- Original movie poster
- Directed by: Ralph Nelson
- Screenplay by: Zekial Marko
- Based on: Scratch a Thief 1961 novel by Zekial Marko (as "John Trinian")
- Produced by: Jacques Bar
- Starring: Alain Delon Ann-Margret Van Heflin Jack Palance Tony Musante
- Cinematography: Robert Burks
- Edited by: Fredric Steinkamp
- Music by: Lalo Schifrin
- Production company: CIPRA
- Distributed by: Metro-Goldwyn-Mayer
- Release date: September 8, 1965;
- Running time: 106 minutes
- Countries: United States France
- Languages: English Italian
- Box office: 749,282 admissions (France)

= Once a Thief (1965 film) =

1965 film by Ralph Nelson

Once a Thief is a 1965 crime film directed by Ralph Nelson and starring Alain Delon, Ann-Margret, Van Heflin, Jack Palance, and Tony Musante in his film debut. It was written by Zekial Marko, based on his 1961 novel Scratch a Thief. The movie was known in France as Les tueurs de San Francisco.

Nelson won the OCIC award at the 1965 San Sebastián International Film Festival for the film. The film was adapted in Telugu as Adrushtavanthulu.

==Plot==
Ex-convict Eddie Pedak tries to lead a normal life in San Francisco with a loving wife Kristine, a daughter, and a steady job. Much to his chagrin, he also has a vengeful police detective and estranged brother complicating his life.

The detective, Mike Vido, remains bitter over being shot six years ago during an unsolved robbery. Despite only having seen the shooter's eyes, he is sure that it was Eddie. Since Eddie's release from prison, Vido has harassed him and gotten him fired from numerous jobs. When a shopkeeper is killed in a robbery, he is convinced it is again Eddie, but the witness insists otherwise. Eddie nonetheless loses his job because of the arrest.

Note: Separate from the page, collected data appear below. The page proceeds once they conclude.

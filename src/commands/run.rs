//! Implementation of the run command: the alarm daemon.
//!
//! Holds the single-instance lock for the state directory, schedules the day if
//! nothing is pending, then polls the registry until SIGINT/SIGTERM/SIGHUP.

use anyhow::Result;

use super::AppContext;
use crate::alarm::daemon::Daemon;
use crate::io::lock::acquire_daemon_lock;
use crate::io::signals::setup_signal_handler;
use crate::logger::Log;

/// Handle `salatr run [--log <file>]`.
pub fn handle_run_command(log_file: Option<String>, debug_enabled: bool) -> Result<()> {
    // Keep the guard alive until the daemon exits so buffered lines are flushed
    let _log_guard = match log_file {
        Some(path) => Some(Log::start_file_logging(path)?),
        None => None,
    };

    log_version!();

    let ctx = AppContext::load()?;
    ctx.config.log_config();
    let request = ctx.config.schedule_request()?;
    Log::set_location_timezone(Some(request.timezone));

    let lock = match acquire_daemon_lock(ctx.state_dir())? {
        Ok(lock) => lock,
        Err(pid) => anyhow::bail!("salatr is already running (PID: {pid})"),
    };
    if debug_enabled {
        log_pipe!();
        log_debug!("Holding {}", lock.path().display());
    }

    let signals = setup_signal_handler()?;
    let daemon = Daemon::new(
        ctx.scheduler(),
        ctx.firing_handler(),
        ctx.voices.clone(),
        request,
        ctx.state_dir.clone(),
        ctx.clock.clone(),
        ctx.config.poll_interval(),
    );

    daemon.run(&signals.running)?;
    drop(lock);

    log_block_start!("Stopped");
    log_end!();
    Ok(())
}

/// Display help for the run command
pub fn display_help() {
    log_version!();
    log_block_start!("run - Fire alarms as they mature");
    log_block_start!("Usage: salatr run [--log <file>]");
    log_block_start!("Options:");
    log_indented!("--log <file>  Append output to <file> instead of the terminal");
    log_block_start!("Description:");
    log_indented!("Runs in the foreground, checking for due alarms every");
    log_indented!("poll_interval seconds. Each alarm is marked fired before it");
    log_indented!("plays, so a crash never repeats an adhan. After the last alarm");
    log_indented!("of the day the next day is scheduled automatically.");
    log_indented!("Only one daemon runs per configuration directory.");
    log_end!();
}
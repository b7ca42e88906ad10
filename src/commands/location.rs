//! Implementation of the location command.

use anyhow::Result;

use crate::config;
use crate::prayer::solar::determine_timezone_from_coordinates;

/// Handle `salatr location <latitude> <longitude>`.
///
/// Creates the config on first use, otherwise rewrites the coordinates in place
/// (or in geo.toml when one exists).
pub fn handle_location_command(latitude: f64, longitude: f64, debug_enabled: bool) -> Result<()> {
    log_version!();

    crate::prayer::solar::validate_coordinates(latitude, longitude)?;

    let config_path = config::get_config_path()?;
    if config_path.exists() {
        config::update_coordinates(latitude, longitude)?;
    } else {
        log_block_start!(
            "Creating config at {}",
            config::private_path(&config_path)
        );
        config::create_default_config(&config_path, Some((latitude, longitude)))?;
    }

    let loaded = config::load()?;
    let tz = loaded
        .configured_timezone()
        .unwrap_or_else(|| determine_timezone_from_coordinates(latitude, longitude));
    log_block_start!("Prayer times will use {}", tz);
    if debug_enabled {
        loaded.log_config();
    }
    log_indented!("Run 'salatr schedule' to move today's alarms to the new location");
    log_end!();
    Ok(())
}

/// Display help for the location command
pub fn display_help() {
    log_version!();
    log_block_start!("location - Set the coordinates used for prayer times");
    log_block_start!("Usage: salatr location <latitude> <longitude>");
    log_block_start!("Arguments:");
    log_indented!("<latitude>   Decimal degrees, north positive (-90 to 90)");
    log_indented!("<longitude>  Decimal degrees, east positive (-180 to 180)");
    log_block_start!("Description:");
    log_indented!("Writes the coordinates to salatr.toml, or to geo.toml when that");
    log_indented!("file exists so the main config can be shared without them.");
    log_block_start!("Examples:");
    log_indented!("salatr location 21.4225 39.8262");
    log_indented!("salatr location -33.8688 151.2093");
    log_end!();
}
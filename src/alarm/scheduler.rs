//! Daily alarm scheduling.
//!
//! One scheduling run, for a date and a location:
//! 1. compute the six prayer times for the date
//! 2. roll every event at or before now forward by whole days
//! 3. cancel all previously scheduled daily alarms (failures are logged, not fatal)
//! 4. resolve audio for each prayer class from an explicit voice selection
//! 5. register six alarms, rolling back the ones already created if one fails
//! 6. persist the new ids as the daily alarm list
//!
//! The daily list is replaced wholesale, so after a successful run exactly six daily
//! alarms are pending no matter how many times scheduling ran before. Runs must not
//! overlap; callers hold [`crate::io::lock::ScheduleLock`] around them.

use chrono::{DateTime, Duration, NaiveDate, Utc};
use chrono_tz::Tz;
use std::sync::Arc;

use super::registry::AlarmRegistry;
use super::{AlarmNamespace, AlarmPayload, AlarmState, CancelOutcome, OneShotAlarm, ScheduledAlarm};
use crate::constants::{KEY_DAILY_ALARMS, KEY_TEST_ALARMS};
use crate::error::{CoreError, CoreResult};
use crate::prayer::{CalculationMethod, PrayerTimeSource, roll_forward};
use crate::state::KeyValueStore;
use crate::state::kv::{load_json, save_json};
use crate::time_source::TimeSource;
use crate::voice::{ActiveVoiceSelection, AudioRef, AudioResolver};

/// Where and how to schedule, as read from configuration.
#[derive(Debug, Clone, PartialEq)]
pub struct ScheduleRequest {
    pub latitude: f64,
    pub longitude: f64,
    pub method: CalculationMethod,
    /// Zone whose calendar decides what "today" is.
    pub timezone: Tz,
}

pub struct AlarmScheduler {
    times: Box<dyn PrayerTimeSource + Send + Sync>,
    registry: Arc<dyn AlarmRegistry>,
    store: Arc<dyn KeyValueStore>,
    resolver: AudioResolver,
    clock: Arc<dyn TimeSource>,
}

impl AlarmScheduler {
    pub fn new(
        times: Box<dyn PrayerTimeSource + Send + Sync>,
        registry: Arc<dyn AlarmRegistry>,
        store: Arc<dyn KeyValueStore>,
        resolver: AudioResolver,
        clock: Arc<dyn TimeSource>,
    ) -> Self {
        Self {
            times,
            registry,
            store,
            resolver,
            clock,
        }
    }

    pub fn registry(&self) -> &Arc<dyn AlarmRegistry> {
        &self.registry
    }

    pub fn resolver(&self) -> &AudioResolver {
        &self.resolver
    }

    fn daily_ids(&self) -> Vec<String> {
        load_json(self.store.as_ref(), KEY_DAILY_ALARMS).unwrap_or_default()
    }

    fn test_ids(&self) -> Vec<String> {
        load_json(self.store.as_ref(), KEY_TEST_ALARMS).unwrap_or_default()
    }

    /// Replace all daily alarms with the six events of `date`, each moved to its next
    /// future occurrence.
    pub fn schedule_daily_alarms(
        &self,
        date: NaiveDate,
        latitude: f64,
        longitude: f64,
        method: CalculationMethod,
        selection: &ActiveVoiceSelection,
    ) -> CoreResult<Vec<ScheduledAlarm>> {
        let times = self.times.compute_times(date, latitude, longitude, method)?;
        let upcoming = roll_forward(&times, self.clock.now());

        for outcome in self.cancel_ids(&self.daily_ids()) {
            if let CancelOutcome::Failed { id, reason } = outcome {
                log_warning!("Could not cancel previous alarm {}: {}", id, reason);
            }
        }

        let mut created: Vec<ScheduledAlarm> = Vec::with_capacity(upcoming.len());
        for event in upcoming {
            let audio = event
                .prayer
                .class()
                .map(|class| self.resolver.resolve(class, selection).audio);
            let payload = AlarmPayload::for_prayer(event.prayer, event.instant, audio);
            let tag = format!("{}-{}", event.prayer, event.instant.format("%Y-%m-%d"));
            let firing_instant = event.instant.with_timezone(&Utc);

            match self
                .registry
                .register(firing_instant, &tag, &payload, AlarmNamespace::Daily)
            {
                Ok(id) => created.push(ScheduledAlarm {
                    id,
                    tag,
                    firing_instant,
                    payload,
                }),
                Err(e) => {
                    log_error!("Failed to register {}: {}", tag, e);
                    self.roll_back(&created);
                    return Err(e);
                }
            }
        }

        let ids: Vec<String> = created.iter().map(|alarm| alarm.id.clone()).collect();
        if let Err(e) = save_json(self.store.as_ref(), KEY_DAILY_ALARMS, &ids) {
            self.roll_back(&created);
            return Err(e);
        }

        Ok(created)
    }

    /// Schedule today's alarms, where "today" is taken in the request's zone.
    pub fn schedule_for_today(
        &self,
        request: &ScheduleRequest,
        selection: &ActiveVoiceSelection,
    ) -> CoreResult<Vec<ScheduledAlarm>> {
        let today = self
            .clock
            .now()
            .with_timezone(&request.timezone)
            .date_naive();
        self.schedule_daily_alarms(
            today,
            request.latitude,
            request.longitude,
            request.method,
            selection,
        )
    }

    fn roll_back(&self, created: &[ScheduledAlarm]) {
        let ids: Vec<String> = created.iter().map(|alarm| alarm.id.clone()).collect();
        for outcome in self.cancel_ids(&ids) {
            if outcome.is_failure() {
                log_warning!("Rollback could not cancel {}", outcome.id());
            }
        }
        // The previous list was cancelled in full, so an empty list is the truth now
        if let Err(e) = self.store.remove(KEY_DAILY_ALARMS) {
            log_warning!("Could not clear the daily alarm list: {}", e);
        }
    }

    fn cancel_ids(&self, ids: &[String]) -> Vec<CancelOutcome> {
        ids.iter()
            .map(|id| match self.registry.cancel(id) {
                Ok(()) => CancelOutcome::Cancelled(id.clone()),
                Err(CoreError::AlarmNotFound(_)) => CancelOutcome::NotPending(id.clone()),
                Err(e) => CancelOutcome::Failed {
                    id: id.clone(),
                    reason: e.to_string(),
                },
            })
            .collect()
    }

    /// Cancel every daily alarm and clear the list. Test alarms are left alone.
    pub fn cancel_all_alarms(&self) -> CoreResult<Vec<CancelOutcome>> {
        let ids = self.daily_ids();
        if ids.is_empty() {
            return Ok(Vec::new());
        }
        let outcomes = self.cancel_ids(&ids);
        self.store.remove(KEY_DAILY_ALARMS)?;
        Ok(outcomes)
    }

    /// Register a test alarm `delay_minutes` from now, in its own namespace.
    pub fn schedule_one_shot_alarm(
        &self,
        delay_minutes: i64,
        audio: Option<AudioRef>,
    ) -> CoreResult<OneShotAlarm> {
        if delay_minutes < 0 {
            return Err(CoreError::InvalidArgument(format!(
                "delay must not be negative (got {delay_minutes} minutes)"
            )));
        }
        let firing_instant = Duration::try_minutes(delay_minutes)
            .and_then(|delay| self.clock.now().checked_add_signed(delay))
            .ok_or_else(|| {
                CoreError::InvalidArgument(format!("delay of {delay_minutes} minutes is too large"))
            })?;
        let tag = format!("test-{}", firing_instant.format("%Y%m%dT%H%M%S"));

        let id = self.registry.register(
            firing_instant,
            &tag,
            &AlarmPayload::test(audio),
            AlarmNamespace::Test,
        )?;

        // Forget test alarms that are no longer pending
        let mut ids: Vec<String> = self
            .test_ids()
            .into_iter()
            .filter(|id| self.is_pending(id))
            .collect();
        ids.push(id.clone());
        save_json(self.store.as_ref(), KEY_TEST_ALARMS, &ids)?;

        Ok(OneShotAlarm { id, firing_instant })
    }

    fn is_pending(&self, id: &str) -> bool {
        self.registry
            .get(id)
            .is_some_and(|entry| entry.state == AlarmState::Pending)
    }

    fn pending_from(&self, ids: Vec<String>) -> Vec<ScheduledAlarm> {
        let mut alarms: Vec<ScheduledAlarm> = ids
            .into_iter()
            .filter_map(|id| self.registry.get(&id))
            .filter(|entry| entry.state == AlarmState::Pending)
            .map(|entry| entry.alarm)
            .collect();
        alarms.sort_by_key(|alarm| alarm.firing_instant);
        alarms
    }

    /// Daily alarms that have not fired yet, soonest first.
    pub fn pending_alarms(&self) -> Vec<ScheduledAlarm> {
        self.pending_from(self.daily_ids())
    }

    pub fn pending_test_alarms(&self) -> Vec<ScheduledAlarm> {
        self.pending_from(self.test_ids())
    }

    /// Earliest pending daily alarm at or after `after`.
    pub fn next_alarm(&self, after: DateTime<Utc>) -> Option<ScheduledAlarm> {
        self.pending_alarms()
            .into_iter()
            .find(|alarm| alarm.firing_instant >= after)
    }
}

Meanwhile, Eddie's brother Walter, head of a criminal gang, attempts to recruit him for a final heist, offering him $50,000 for one night's work. Eddie refuses, but he is unable to secure another job or collect unemployment, prompting Kristine to begin working as a waitress. Walter drops by and informs him that Kristine's job is really at a sleazy nightclub, where Eddie finds her, to his fury. Eddie then agrees to participate in the heist, and it is revealed why Walter has been so persistent about Eddie's participation: they plan to rob his former employer, and his inside knowledge of the company is vital to the robbery. It becomes evident that Sargatanas and Shoenstein, other members of Walter's gang, framed Eddie for the shopkeeper's murder, and mistrust grows. After doing his own investigating, Vido approaches Eddie and tells him he knows that he was framed for the murder. He gives Eddie the chance to come clean before the heist, but Eddie turns him down.

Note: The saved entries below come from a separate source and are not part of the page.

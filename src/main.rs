//! Main application entry point.
//!
//! Parses the command line, applies the global flags (`--config`, `--debug`) and
//! hands off to the matching command in `salatr::commands`. Every command returns
//! `anyhow::Result`; errors are printed once here with their context chain and
//! turned into a non-zero exit status.

use anyhow::Context;
use salatr::args::{self, CliAction, ParsedArgs};
use salatr::commands;
use salatr::config;
use salatr::constants::{EXIT_FAILURE, EXIT_SUCCESS};
use salatr::{log_error_exit, log_indented};

fn main() {
    let parsed_args = ParsedArgs::from_env();
    std::process::exit(run(parsed_args.action));
}

fn run(action: CliAction) -> i32 {
    let result = match action {
        CliAction::ShowVersion => {
            args::display_version_info();
            Ok(())
        }
        CliAction::ShowHelp => {
            args::display_help();
            Ok(())
        }
        CliAction::ShowHelpDueToError => {
            args::display_help();
            return EXIT_FAILURE;
        }
        CliAction::Help { command } => commands::help::run_help_command(command.as_deref()),
        CliAction::Run {
            debug_enabled,
            config_dir,
            log_file,
        } => with_config_dir(config_dir, || {
            commands::run::handle_run_command(log_file, debug_enabled)
        }),
        CliAction::Schedule {
            debug_enabled,
            config_dir,
            at,
        } => with_config_dir(config_dir, || {
            commands::schedule::handle_schedule_command(at, debug_enabled)
        }),
        CliAction::Cancel {
            debug_enabled,
            config_dir,
        } => with_config_dir(config_dir, || {
            commands::cancel::handle_cancel_command(debug_enabled)
        }),
        CliAction::Test {
            debug_enabled,
            config_dir,
            delay_minutes,
        } => with_config_dir(config_dir, || {
            commands::test::handle_test_command(delay_minutes, debug_enabled)
        }),
        CliAction::Times {
            debug_enabled,
            config_dir,
            date,
        } => with_config_dir(config_dir, || {
            commands::times::handle_times_command(date, debug_enabled)
        }),
        CliAction::Status {
            debug_enabled,
            config_dir,
        } => with_config_dir(config_dir, || {
            commands::status::handle_status_command(debug_enabled)
        }),
        CliAction::Voices {
            debug_enabled,
            config_dir,
            action,
        } => with_config_dir(config_dir, || {
            commands::voices::handle_voices_command(action, debug_enabled)
        }),
        CliAction::Fire {
            debug_enabled,
            config_dir,
            alarm_id,
        } => with_config_dir(config_dir, || {
            commands::fire::handle_fire_command(&alarm_id, debug_enabled)
        }),
        CliAction::Location {
            debug_enabled,
            config_dir,
            latitude,
            longitude,
        } => with_config_dir(config_dir, || {
            commands::location::handle_location_command(latitude, longitude, debug_enabled)
        }),
    };

    match result {
        Ok(()) => EXIT_SUCCESS,
        Err(e) => {
            log_error_exit!("{}", e);
            for cause in e.chain().skip(1) {
                log_indented!("caused by: {}", cause);
            }
            EXIT_FAILURE
        }
    }
}

/// Install the `--config` directory before the command touches any path.
fn with_config_dir(
    config_dir: Option<String>,
    command: impl FnOnce() -> anyhow::Result<()>,
) -> anyhow::Result<()> {
    if let Some(ref dir) = config_dir {
        std::fs::create_dir_all(dir)
            .with_context(|| format!("Failed to create config directory {dir}"))?;
    }
    config::set_config_dir(config_dir)?;
    command()
}
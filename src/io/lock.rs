//! Lock files in the state directory.
//!
//! Two locks exist:
//! - `schedule.lock` serializes every cancel-then-create cycle, so a CLI `schedule`
//!   and the daemon's automatic reschedule can never interleave
//! - `daemon.lock` enforces a single alarm daemon per state directory and records
//!   its PID for `salatr status`
//!
//! Both are advisory `flock` locks, released by the kernel when the holder exits, so
//! a crashed process never leaves a stale lock behind.

use anyhow::{Context, Result};
use fs2::FileExt;
use std::fs::{File, OpenOptions};
use std::io::{Read, Seek, SeekFrom, Write};
use std::path::{Path, PathBuf};

use crate::constants::{DAEMON_LOCK_NAME, SCHEDULE_LOCK_NAME};

fn open_lock_file(path: &Path) -> Result<File> {
    if let Some(parent) = path.parent() {
        std::fs::create_dir_all(parent)
            .with_context(|| format!("failed to create {}", parent.display()))?;
    }
    // Never truncate on open: the daemon lock's content belongs to the holder
    OpenOptions::new()
        .read(true)
        .write(true)
        .create(true)
        .truncate(false)
        .open(path)
        .with_context(|| format!("failed to open lock file {}", path.display()))
}

/// Held for the duration of one scheduling or cancellation run.
#[derive(Debug)]
pub struct ScheduleLock {
    file: File,
}

impl ScheduleLock {
    /// Block until no other process is scheduling.
    pub fn acquire(state_dir: &Path) -> Result<Self> {
        let path = state_dir.join(SCHEDULE_LOCK_NAME);
        let file = open_lock_file(&path)?;
        file.lock_exclusive()
            .with_context(|| format!("failed to lock {}", path.display()))?;
        Ok(Self { file })
    }
}

impl Drop for ScheduleLock {
    fn drop(&mut self) {
        let _ = FileExt::unlock(&self.file);
    }
}

/// Proof that this process is the only running daemon.
#[derive(Debug)]
pub struct DaemonLock {
    file: File,
    path: PathBuf,
}

impl DaemonLock {
    pub fn path(&self) -> &Path {
        &self.path
    }
}

impl Drop for DaemonLock {
    fn drop(&mut self) {
        let _ = self.file.set_len(0);
        let _ = FileExt::unlock(&self.file);
    }
}

/// Try to become the daemon.
///
/// # Returns
/// - `Ok(Ok(lock))` when the lock was acquired and our PID written into it
/// - `Ok(Err(pid))` when another daemon holds it (`pid` is 0 if unreadable)
pub fn acquire_daemon_lock(state_dir: &Path) -> Result<std::result::Result<DaemonLock, u32>> {
    let path = state_dir.join(DAEMON_LOCK_NAME);
    let mut file = open_lock_file(&path)?;

    if file.try_lock_exclusive().is_err() {
        return Ok(Err(read_pid(&mut file).unwrap_or(0)));
    }

    file.set_len(0)?;
    file.seek(SeekFrom::Start(0))?;
    writeln!(&file, "{}", std::process::id())?;
    file.flush()?;

    Ok(Ok(DaemonLock { file, path }))
}

/// PID of the running daemon, if any.
pub fn running_daemon_pid(state_dir: &Path) -> Option<u32> {
    let path = state_dir.join(DAEMON_LOCK_NAME);
    let mut file = OpenOptions::new().read(true).write(true).open(&path).ok()?;
    if file.try_lock_exclusive().is_ok() {
        // Nobody holds it
        let _ = FileExt::unlock(&file);
        return None;
    }
    Some(read_pid(&mut file).unwrap_or(0))
}

fn read_pid(file: &mut File) -> Option<u32> {
    let mut content = String::new();
    file.seek(SeekFrom::Start(0)).ok()?;
    file.read_to_string(&mut content).ok()?;
    content.lines().next()?.trim().parse().ok()
}

#[cfg(test)]
mod tests {
    use super::*;
    use tempfile::tempdir;

    #[test]
    fn test_daemon_lock_is_exclusive() {
        let dir = tempdir().unwrap();

        let first = acquire_daemon_lock(dir.path()).unwrap().unwrap();
        assert_eq!(running_daemon_pid(dir.path()), Some(std::process::id()));

        let second = acquire_daemon_lock(dir.path()).unwrap();
        assert_eq!(second.unwrap_err(), std::process::id());

        drop(first);
        assert_eq!(running_daemon_pid(dir.path()), None);
        assert!(acquire_daemon_lock(dir.path()).unwrap().is_ok());
    }

    #[test]
    fn test_no_daemon_without_lock_file() {
        let dir = tempdir().unwrap();
        assert_eq!(running_daemon_pid(dir.path()), None);
    }

    #[test]
    fn test_schedule_lock_can_be_reacquired() {
        let dir = tempdir().unwrap();
        let lock = ScheduleLock::acquire(dir.path()).unwrap();
        drop(lock);
        let _again = ScheduleLock::acquire(dir.path()).unwrap();
        assert!(dir.path().join(SCHEDULE_LOCK_NAME).exists());
    }
}
//! Shutdown signal handling for the alarm daemon and blocking commands.
//!
//! SIGINT, SIGTERM and SIGHUP all clear the shared `running` flag; loops poll it
//! between sleep slices.

use anyhow::{Context, Result};
use signal_hook::{
    consts::signal::{SIGHUP, SIGINT, SIGTERM},
    iterator::Signals,
};
use std::{
    sync::Arc,
    sync::atomic::{AtomicBool, Ordering},
    thread,
};

/// Signal handling state shared between threads
pub struct SignalState {
    /// Atomic flag indicating if the application should keep running
    pub running: Arc<AtomicBool>,
}

impl SignalState {
    pub fn is_running(&self) -> bool {
        self.running.load(Ordering::SeqCst)
    }
}

/// Register handlers and start the listener thread.
pub fn setup_signal_handler() -> Result<SignalState> {
    let running = Arc::new(AtomicBool::new(true));

    let mut signals =
        Signals::new([SIGINT, SIGTERM, SIGHUP]).context("failed to register signal handlers")?;

    let running_clone = running.clone();
    thread::spawn(move || {
        if let Some(sig) = signals.forever().next() {
            let name = match sig {
                SIGINT => "SIGINT",
                SIGTERM => "SIGTERM",
                _ => "SIGHUP",
            };
            log_pipe!();
            log_info!("Received {}, shutting down", name);
            running_clone.store(false, Ordering::SeqCst);
        }
    });

    Ok(SignalState { running })
}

The thieves get away with $1 million in platinum. After Sargatanas kills another member of the gang, Eddie and Walter take off with the loot and hide in a truck. Sargatanas and Shoenstein find and kill Walter, and abduct Eddie's daughter in order to trade her for the platinum.

Eddie finds Vido, and tells him about the kidnapping. Vido agrees to help him in exchange for his confession and the return of the stolen platinum. After Eddie finally admits that he did in fact shoot Vido years ago, Vido is surprised to find that he no longer feels vindictive. Eddie and Vido make their way to the arranged meetup, where the remaining thieves and the loot are, as well as his daughter. After his daughter is released, Eddie brings them to the truck containing the platinum. Sargatanas suddenly kills Shoenstein, initiating a shootout that results in the wounding of Eddie and Vido. After a struggle with Eddie over the gun, Sargatanas dies. With the gun in his grasp, Eddie staggers triumphantly toward Vido. Vido’s partner arrives on the scene. He quickly and incorrectly assesses the situation and kills Eddie, to Vido's dismay.

==Cast==
- Alain Delon as Eddie Pedak
- Ann-Margret as Kristine Pedak
- Van Heflin as Mike Vido
- Jack Palance as Walter Pedak
- John Davis Chandler as Sargatanas
- Tony Musante as Shoenstein
- Jeff Corey as Lt. Kebner
- Steve Mitchell as Frank Kane

==Production==
The story was based on the personal experiences of screenwriter Zekial Marko; he had written the novel The Big Grab, which was adapted into Any Number Can Win, a big hit for Delon. Once a Thief was based on Marko's novel Scratch a Thief and this was his first screenplay. Marko had a small role in the film and spent time in jail on criminal charges during the shoot.

==Critical reception==
A. H. Weiler of The New York Times wrote that the film was not as good as similar genre pictures, but praised the accuracy of its gangster dialogue:

The melodrama may be tough, laconic and filled with a sense of doom, but it is hardly an innovation or an improvement on the gangster-with-a-heart-of-gold fare that has preceded it..... [The screenwriter] provided a generally terse, hard-bitten script whose language sounds like that used by the gunmen, narcotics addicts and hipsters of San Francisco's lower depths.

The Chicago Tribune thought the film "routine": "This is a grim and gory crime melodrama. If my count is correct there are five murders and one near miss....Alain Delon seemed miscast as Eddie, a smoldering sort of character with a bad temper. Ann-Margret, as his wife, is in tears or having hysterics for most of the footage. She has good reasons for such emotions, but it does get tiresome. A routine crime story, it hardly seemed worth the talents of Ralph Nelson."

In 2021, Filmink argued "It was not a bad movie and at least had aspirations to quality, but it just... couldn’t quite live up to its ambition."

The film was not a success at the box office.